Он замолчал. Мысль, посетившая меня, наверно, посещала и его, но мой Генка тоже был интеллигентом в двадцатом поколении и осквернять собственную совесть необоснованными подозрениями не желал.
Ответ на свой немой вопрос я прочла в его глазах. Он был согласен с моей версией.
* * *
Магазин, в чьем ассортименте были бриллианты, находился на Большой Круговой, а это было недалеко от Генкиного оазиса.
Никогда бы не подумала, что в этом маленьком магазинчике — сокровища! Скромный и непритязательный, очень хорошо, со вкусом оформленный, он мне понравился. Внутри было прохладно благодаря кондиционерам. За прилавком стояли две очаровательные, длинноногие стройные девицы, чье «оформление» тоже было отличным. Минимум косметики, скромные, строгие костюмчики, отнюдь не скрывающие, а даже подчеркивающие достоинства их фигурок. Помимо меня внутри находились еще двое — одна полная дама, явно относящаяся к типу заведующих овощными магазинами, и бледный юноша с короткой стрижкой, на челе которого застыло полное отсутствие мыслей. Оба посетителя были заняты подборкой украшений и на меня не обратили никакого внимания. Одна из прелестных продавщиц оказалась рядом со мной, с наиучтивейшей улыбкой вопрошая, что мне будет угодно.
Я тут же состроила гримасу пресыщения богатой изобильной жизнью и лениво протянула:
— Я хотела бы подарить своей матери на шестидесятилетие что-нибудь бриллиантовое, впрочем, в пределах разумных цен.
Девочка меня поняла, и пред моими очами заблестели сережки, кулончик и еще какие-то очаровательные мелочи. Внимательно все это разглядывая, я поинтересовалась:
— Откуда бриллианты?
— Из Иркутска, — ответила девушка. — У нас все бриллианты оттуда. Магазин принадлежит фирме «Клондайк». Так что здесь почти нет импорта.

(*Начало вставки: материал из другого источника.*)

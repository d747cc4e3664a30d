//! `report.json`: the metrics report as pretty-printed JSON

use std::io::{BufWriter, Write};
use std::path::Path;

use anyhow::Result;
use starlab_metrics::MetricsReport;

use super::write_atomic;

/// Pretty-printed `report.json`
pub fn write_report(report: &MetricsReport, path: &Path) -> Result<()> {
    write_atomic(path, |file| {
        let mut writer = BufWriter::new(file);
        serde_json::to_writer_pretty(&mut writer, report)?;
        writer.write_all(b"\n")?;
        writer.flush()?;
        Ok(())
    })
}
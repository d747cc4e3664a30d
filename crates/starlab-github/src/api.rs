//! GitHub GraphQL client: one search page per call

use starlab_core::{CollectError, HttpConfig, SHARED_RUNTIME};

use crate::query::{GraphQlRequest, search_filter};
use crate::schema::{RawPage, parse_page};

pub const DEFAULT_API_URL: &str = "https://api.github.com/graphql";

/// Anything that can serve search results one page at a time.
///
/// The paginator only talks to this trait, so tests and replays can stand in
/// for the network.
pub trait PageSource {
    /// Fetch the page following `cursor` (`None` = first page).
    fn fetch_page(&mut self, cursor: Option<&str>, page_size: usize) -> Result<RawPage, CollectError>;
}

/// Live GitHub GraphQL search.
#[derive(Debug)]
pub struct GraphQlSource {
    client: reqwest::Client,
    api_url: String,
    token: String,
    search_query: String,
    requests: usize,
}

impl GraphQlSource {
    /// `token` is a precondition: it is sent as-is and validated by GitHub.
    pub fn new(api_url: impl Into<String>, token: impl Into<String>, min_stars: u64, http: &HttpConfig) -> Result<Self, CollectError> {
        Ok(Self {
            client: http.build_client()?,
            api_url: api_url.into(),
            token: token.into(),
            search_query: search_filter(min_stars),
            requests: 0,
        })
    }

    #[cfg(test)]
    fn requests(&self) -> usize {
        self.requests
    }
}

impl PageSource for GraphQlSource {
    fn fetch_page(&mut self, cursor: Option<&str>, page_size: usize) -> Result<RawPage, CollectError> {
        self.requests += 1;
        log::debug!("GraphQL request #{} (cursor: {})", self.requests, cursor.unwrap_or("start"));
        let request = GraphQlRequest::search(&self.search_query, page_size, cursor);

        let body = SHARED_RUNTIME.handle().block_on(async {
            let resp = self
                .client
                .post(&self.api_url)
                .bearer_auth(&self.token)
                .json(&request)
                .send()
                .await
                .map_err(|e| CollectError::from_reqwest(&e))?;

            let status = resp.status();
            let text = resp.text().await.map_err(|e| CollectError::from_reqwest(&e))?;
            if !status.is_success() {
                return Err(CollectError::from_status(status.as_u16(), &text));
            }
            Ok(text)
        })?;

        parse_page(&body)
    }
}
//! `repositories.csv`: one row per record, plus derived columns

use std::io::BufWriter;
use std::path::Path;

use anyhow::{Context, Result};
use chrono::{DateTime, Utc};
use rustc_hash::FxHashSet;
use serde::{Deserialize, Serialize};
use starlab_core::{CollectError, Dataset, DatasetStatus, PrimaryLanguage, RepositoryRecord};

use super::write_atomic;

const HEADER: [&str; 15] = [
    "id",
    "name",
    "owner",
    "url",
    "created_at",
    "updated_at",
    "stars",
    "merged_pull_requests",
    "releases",
    "primary_language",
    "issues",
    "closed_issues",
    "age_days",
    "days_since_update",
    "closed_issue_ratio",
];

/// Field order must match [`HEADER`].
#[derive(Debug, Serialize, Deserialize)]
struct Row {
    id: String,
    name: String,
    owner: String,
    url: String,
    created_at: DateTime<Utc>,
    updated_at: DateTime<Utc>,
    stars: u64,
    merged_pull_requests: u64,
    releases: u64,
    /// Empty for unknown
    primary_language: Option<String>,
    issues: u64,
    closed_issues: u64,
    // Derived; ignored on import
    age_days: i64,
    days_since_update: i64,
    closed_issue_ratio: Option<f64>,
}

impl Row {
    fn new(r: &RepositoryRecord, now: DateTime<Utc>) -> Self {
        Self {
            id: r.id.clone(),
            name: r.name.clone(),
            owner: r.owner.clone(),
            url: r.url.clone(),
            created_at: r.created_at,
            updated_at: r.updated_at,
            stars: r.stars,
            merged_pull_requests: r.merged_pull_requests,
            releases: r.releases,
            primary_language: r.primary_language.name().map(String::from),
            issues: r.issues,
            closed_issues: r.closed_issues,
            age_days: r.age_days(now),
            days_since_update: r.days_since_update(now),
            closed_issue_ratio: r.closed_issue_ratio(),
        }
    }

    fn into_record(self) -> Result<RepositoryRecord, CollectError> {
        if self.closed_issues > self.issues {
            return Err(CollectError::integrity(
                self.id,
                format!("closed issues ({}) exceed total issues ({})", self.closed_issues, self.issues),
            ));
        }
        Ok(RepositoryRecord {
            primary_language: PrimaryLanguage::from_name(self.primary_language.as_deref()),
            id: self.id,
            name: self.name,
            owner: self.owner,
            url: self.url,
            created_at: self.created_at,
            updated_at: self.updated_at,
            stars: self.stars,
            merged_pull_requests: self.merged_pull_requests,
            releases: self.releases,
            issues: self.issues,
            closed_issues: self.closed_issues,
        })
    }
}

/// Export the dataset with derived values measured at `now`.
pub fn write_dataset(dataset: &Dataset, now: DateTime<Utc>, path: &Path) -> Result<()> {
    write_atomic(path, |file| {
        let mut writer = csv::WriterBuilder::new()
            .has_headers(false)
            .from_writer(BufWriter::new(file));
        // Header written up front so an empty export still names its columns
        writer.write_record(HEADER)?;
        for record in dataset.records() {
            writer.serialize(Row::new(record, now))?;
        }
        writer.flush()?;
        Ok(())
    })
}

/// Load a previous export back into a dataset.
///
/// Rows that fail to parse or validate are excluded and counted like
/// normalizer rejects. Only an unreadable file or header aborts.
pub fn read_dataset(path: &Path) -> Result<Dataset> {
    let mut reader =
        csv::Reader::from_path(path).with_context(|| format!("Failed to open {}", path.display()))?;
    reader
        .headers()
        .with_context(|| format!("{}: unreadable header", path.display()))?;

    let mut records = Vec::new();
    let mut seen: FxHashSet<String> = FxHashSet::default();
    let mut excluded = 0;
    for (idx, row) in reader.deserialize::<Row>().enumerate() {
        let row = match row {
            Ok(row) => row,
            Err(e) if e.is_io_error() => {
                return Err(e).with_context(|| format!("Failed to read {}", path.display()));
            }
            Err(e) => {
                log::warn!("Excluding row {}: {e}", idx + 1);
                excluded += 1;
                continue;
            }
        };
        match row.into_record() {
            Ok(record) if seen.insert(record.id.clone()) => records.push(record),
            Ok(record) => {
                log::warn!("Excluding row {}: duplicate repository {}", idx + 1, record.id);
                excluded += 1;
            }
            Err(e) => {
                log::warn!("Excluding row {}: {e}", idx + 1);
                excluded += 1;
            }
        }
    }
    log::info!("Loaded {} repositories from {}", records.len(), path.display());
    Ok(Dataset::new(records, excluded, DatasetStatus::Complete))
}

— Замечательно, — деланно обрадовалась я, — а то купишь турецкую подделку.
Теперь мне стало понятно, откуда в магазине такой чудесный интерьер. Дизайнером была, судя по всему, Алина Чернецова. А во вкусе Алине отказать было трудно.

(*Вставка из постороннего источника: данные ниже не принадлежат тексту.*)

//! Error taxonomy for the collection pipeline
//!
//! Only [`CollectError::TransientNetwork`] is retried. [`CollectError::DataIntegrity`]
//! is scoped to a single record and never aborts a run; every other variant is fatal.

/// Error raised while fetching, paginating or normalizing repository data.
#[derive(Debug, Clone, PartialEq, Eq)]
pub enum CollectError {
    /// Connection failure, timeout or 5xx response. The same cursor may be retried.
    TransientNetwork { message: String },
    /// Invalid credentials or exhausted rate limit.
    Authentication {
        status: Option<u16>,
        message: String,
    },
    /// Response body does not have the expected shape (API contract drift).
    MalformedResponse { message: String },
    /// Data source claims more pages but cannot deliver them.
    InconsistentPagination { page: usize, message: String },
    /// A single record failed validation; it is excluded from the dataset.
    DataIntegrity { record: String, message: String },
}

impl std::fmt::Display for CollectError {
    fn fmt(&self, f: &mut std::fmt::Formatter<'_>) -> std::fmt::Result {
        match self {
            Self::TransientNetwork { message } => write!(f, "transient network error: {message}"),
            Self::Authentication {
                status: Some(s),
                message,
            } => write!(f, "authentication failed (HTTP {s}): {message}"),
            Self::Authentication {
                status: None,
                message,
            } => write!(f, "authentication failed: {message}"),
            Self::MalformedResponse { message } => write!(f, "malformed response: {message}"),
            Self::InconsistentPagination { page, message } => {
                write!(f, "inconsistent pagination at page {page}: {message}")
            }
            Self::DataIntegrity { record, message } => {
                write!(f, "data integrity error in {record}: {message}")
            }
        }
    }
}

impl std::error::Error for CollectError {}

impl CollectError {
    pub fn transient(message: impl Into<String>) -> Self {
        Self::TransientNetwork {
            message: message.into(),
        }
    }

    pub fn malformed(message: impl Into<String>) -> Self {
        Self::MalformedResponse {
            message: message.into(),
        }
    }

    pub fn integrity(record: impl Into<String>, message: impl Into<String>) -> Self {
        Self::DataIntegrity {
            record: record.into(),
            message: message.into(),
        }
    }

    /// Classify a non-success HTTP status.
    ///
    /// 401/403/429 mean bad credentials or rate limiting, 5xx is retryable,
    /// anything else means the request itself no longer matches the API.
    pub fn from_status(status: u16, body: &str) -> Self {
        let message = truncate_body(body);
        match status {
            401 | 403 | 429 => Self::Authentication {
                status: Some(status),
                message,
            },
            500..=599 => Self::TransientNetwork {
                message: format!("HTTP {status}: {message}"),
            },
            _ => Self::MalformedResponse {
                message: format!("HTTP {status}: {message}"),
            },
        }
    }

    /// Classify a reqwest transport error.
    pub fn from_reqwest(e: &reqwest::Error) -> Self {
        let message = e.to_string();
        if let Some(status) = e.status() {
            return Self::from_status(status.as_u16(), &message);
        }
        if e.is_decode() {
            return Self::malformed(message);
        }
        // connect, timeout, truncated body
        Self::transient(message)
    }

    pub fn is_retryable(&self) -> bool {
        matches!(self, Self::TransientNetwork { .. })
    }

    /// Whether this error must abort the whole run.
    pub fn is_fatal(&self) -> bool {
        !matches!(self, Self::DataIntegrity { .. })
    }

    /// Short machine-friendly name used in summaries.
    pub fn kind(&self) -> &'static str {
        match self {
            Self::TransientNetwork { .. } => "TransientNetworkError",
            Self::Authentication { .. } => "AuthenticationError",
            Self::MalformedResponse { .. } => "MalformedResponseError",
            Self::InconsistentPagination { .. } => "InconsistentPaginationError",
            Self::DataIntegrity { .. } => "DataIntegrityError",
        }
    }
}

/// Keep error bodies short enough for a log line.
fn truncate_body(body: &str) -> String {
    const MAX_CHARS: usize = 200;
    let trimmed = body.trim();
    if trimmed.chars().count() <= MAX_CHARS {
        return trimmed.to_string();
    }
    let mut out: String = trimmed.chars().take(MAX_CHARS).collect();
    out.push_str("...");
    out
}

#[cfg(test)]
mod tests {
    use super::*;

    #[test]
    fn status_401_is_authentication() {
        let err = CollectError::from_status(401, "Bad credentials");
        assert!(matches!(
            err,
            CollectError::Authentication {
                status: Some(401),
                ..
            }
        ));
        assert!(!err.is_retryable());
        assert!(err.is_fatal());
    }

    #[test]
    fn status_429_is_authentication() {
        let err = CollectError::from_status(429, "rate limited");
        assert_eq!(err.kind(), "AuthenticationError");
    }

    #[test]
    fn status_502_is_transient() {
        let err = CollectError::from_status(502, "Bad Gateway");
        assert!(err.is_retryable());
        assert_eq!(err.kind(), "TransientNetworkError");
    }

    #[test]
    fn status_400_is_malformed() {
        let err = CollectError::from_status(400, "Problems parsing JSON");
        assert!(!err.is_retryable());
        assert_eq!(err.kind(), "MalformedResponseError");
    }

    #[test]
    fn integrity_is_not_fatal() {
        let err = CollectError::integrity("a/b", "negative star count");
        assert!(!err.is_fatal());
        assert!(!err.is_retryable());
    }

    #[test]
    fn pagination_is_fatal() {
        let err = CollectError::InconsistentPagination {
            page: 3,
            message: "empty page".to_string(),
        };
        assert!(err.is_fatal());
        assert_eq!(format!("{err}"), "inconsistent pagination at page 3: empty page");
    }

    #[test]
    fn display_authentication_without_status() {
        let err = CollectError::Authentication {
            status: None,
            message: "RATE_LIMITED".to_string(),
        };
        assert_eq!(format!("{err}"), "authentication failed: RATE_LIMITED");
    }

    #[test]
    fn long_bodies_are_truncated() {
        let body = "x".repeat(1000);
        let err = CollectError::from_status(500, &body);
        let msg = format!("{err}");
        assert!(msg.len() < 300);
        assert!(msg.ends_with("..."));
    }
}
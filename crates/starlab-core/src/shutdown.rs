//! Graceful shutdown: SIGINT/SIGTERM stop pagination after the in-flight page.

use std::sync::atomic::{AtomicBool, Ordering};

/// Global shutdown flag, set by the signal handlers
pub fn shutdown_flag() -> &'static AtomicBool {
    static FLAG: AtomicBool = AtomicBool::new(false);
    &FLAG
}

pub fn is_shutdown_requested() -> bool {
    shutdown_flag().load(Ordering::Relaxed)
}

pub fn request_shutdown() {
    shutdown_flag().store(true, Ordering::Relaxed);
}

/// Register SIGINT and SIGTERM handlers.
///
/// First signal raises the shutdown flag, so the run stops after the current
/// page and reports what it has. A second signal exits immediately with 130.
pub fn install_signal_handlers() -> std::io::Result<()> {
    for signal in [signal_hook::consts::SIGINT, signal_hook::consts::SIGTERM] {
        // SAFETY: AtomicBool::swap and process::exit are async-signal-safe
        unsafe {
            signal_hook::low_level::register(signal, || {
                if shutdown_flag().swap(true, Ordering::Relaxed) {
                    std::process::exit(130);
                }
            })?;
        }
    }
    Ok(())
}
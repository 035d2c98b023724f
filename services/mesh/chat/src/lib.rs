//! Chat core for meshtalk.
//!
//! Owns the per-node chat state and the path between a UI and a mesh
//! transport:
//!
//! - [`NodeIdentity`] - local name and provisioned address
//! - [`ContactDirectory`] - bounded name/address table, optionally mirrored
//!   to storage
//! - [`ChatHistory`] - bounded per-contact line history
//! - [`MessageRouter`] - framing, checksum and inbound pump over a
//!   [`meshtalk_transport::MeshTransport`]
//! - [`ChatApp`] - the facade a UI drives
//!
//! Every structure is constructed explicitly and shared by `Arc`; there is
//! no process-wide state. Directory and history locks are taken with a
//! timeout, and a timeout is reported as a busy error for the caller to skip.

#![warn(missing_docs)]
#![warn(clippy::all)]

pub mod app;
pub mod directory;
pub mod error;
pub mod history;
pub mod identity;
pub mod router;
pub mod view;

pub use app::{ChatApp, InboundOutcome, MessageCallback};
pub use directory::{Contact, ContactDirectory, UpsertOutcome, DEFAULT_CAPACITY};
pub use error::{AppError, DirectoryError, HistoryError, RouterError};
pub use history::{ChatHistory, DEFAULT_DEPTH, OUTGOING_PREFIX};
pub use identity::NodeIdentity;
pub use router::{
    frame_message, unframe, InboundHandler, MessageRouter, RouterStats, RouterStatsSnapshot,
};
pub use view::ViewState;
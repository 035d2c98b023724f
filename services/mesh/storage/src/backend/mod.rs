//! Storage backend implementations

pub mod file;
pub mod mem;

— Что вы, — улыбнулась девушка, — фирма «Клондайк» отличается от остальных фирм не только хорошим вкусом в изготовлении украшений, но и порядочностью. Хотя…
Она прервала себя на полуслове. Девочка была хорошо подготовлена, ей мог бы позавидовать любой рекламный агент.
Я сделала вид, что не слышала обрывка фразы, продолжая рассматривать украшения.
— Знаете, — наконец решительно изрекла я, — пожалуй, я зайду к вам завтра, думаю, моей маме понравится этот кулон и эти серьги. Только… — Я окинула великолепие, сверкающее на прилавке, нерешительным взглядом. — Понимаете, недавно моя подруга купила в вашей фирме сережки и утверждает, что они фальшивка…
Лицо девочки сразу вытянулось. Ее губы сжались в тонкую нитку, а глаза стали похожи на глаза обиженного ребенка.
— Конечно, это может случиться, — сказала она, — действительно, недавно нам вернули колье… Но мы сразу его заменили. К тому же в фирме есть эксперт, к которому вы можете обратиться, чтобы таких эксцессов не было. У него просто иногда пролетает мимо, он один и очень устает… Знаете, как бывает в конце рабочего дня? В целом он очень хорошо работает и практически не пропускает стразы.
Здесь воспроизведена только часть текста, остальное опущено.